Absent a large gun community—which consists of far more hunters and shooting sports enthusiasts than it does of people with carry permits—that just wouldn't have happened.
What Range Protection Does
The principal is simple: if a range is already in existence, and doesn't become a real, objective problem, in terms of either noise or safety, for those around it, it stays. If it becomes a problem, the range has the opportunity to fix the problem—at its own expense. If the city/county authority that wants to get rid of it, it has to pay both the fair price of the land, and for the relocation.The objective standards part of it is important; if there's a problem with the noise, it's got to be more than just a psychological problem for those folks who didn't notice that they'd moved next to a range; it establishes objective standards.
What's In It for You?
If you're not interested in the shooting sports, that's fine, honest. I think they're fun, but, hell, different strokes for different folks.But there is something in it for the carry community:
6.15 Sec. 8. [87A.08] [PUBLIC ACCESS TO SHOOTING RANGES.]Yup. Most metro area police departments have very good ranges, paid for with taxpayer dollars, with all sorts of capabilities that the private ranges don't. Most of the time, those ranges sit idle. Burnsville Pistol Range—my favorite place to shoot—is often overburdened, particularly on weekends; Bill's Gun Range and Armored Fire are very expensive.

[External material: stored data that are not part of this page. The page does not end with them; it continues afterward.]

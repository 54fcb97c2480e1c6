//! Propagated evaluation failures
//!
//! Two failure channels exist and are kept apart:
//!
//! - A [`PredicateStatus::Fail`](crate::PredicateStatus::Fail) status is data.
//!   It is aggregated by combinators like any other status.
//! - An [`EvaluationError`] aborts evaluation. Combinators never catch it; it
//!   propagates out through `?` and stops the remaining children from running.
//!
//! # Example
//!
//! ```
//! use satisfy::{EvaluationError, Location};
//!
//! let err = EvaluationError::new("connection reset").at(Location::new("tests/api.rs", 12));
//! assert_eq!(err.to_string(), "connection reset (at tests/api.rs:12)");
//! ```

use std::error::Error as StdError;
use std::fmt;

use crate::Location;

/// An exceptional abort raised while evaluating a subject or a predicate.
///
/// Clonable so that a memoized [`Expression`](crate::Expression) can replay
/// the same failure on every evaluation.
#[derive(Debug, Clone, PartialEq, Eq)]
pub struct EvaluationError {
    message: String,
    location: Option<Location>,
}

impl EvaluationError {
    /// Create an error with no location attached.
    pub fn new(message: impl Into<String>) -> Self {
        EvaluationError {
            message: message.into(),
            location: None,
        }
    }

    /// Attach the location of the expression being evaluated.
    ///
    /// An already attached location is replaced.
    pub fn at(mut self, location: Location) -> Self {
        self.location = Some(location);
        self
    }

    /// The failure description.
    pub fn message(&self) -> &str {
        &self.message
    }

    /// Where the failing expression was written, if known.
    pub fn location(&self) -> Option<&Location> {
        self.location.as_ref()
    }
}

impl fmt::Display for EvaluationError {
    fn fmt(&self, f: &mut fmt::Formatter<'_>) -> fmt::Result {
        write!(f, "{}", self.message)?;
        if let Some(location) = &self.location {
            write!(f, " (at {})", location)?;
        }
        Ok(())
    }
}

impl StdError for EvaluationError {}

6.16 Shooting ranges maintained or operated, in whole or in
6.17 part, with public funds must be reasonably available for public
6.18 use. A reasonable fee in an amount not to exceed the actual
6.19 additional direct costs caused by public use may be charged.
If this bill passes, it'll open up the police ranges for the rest of us. The police will, of course, still have priority there—that's only reasonable—but we'll be able to use them.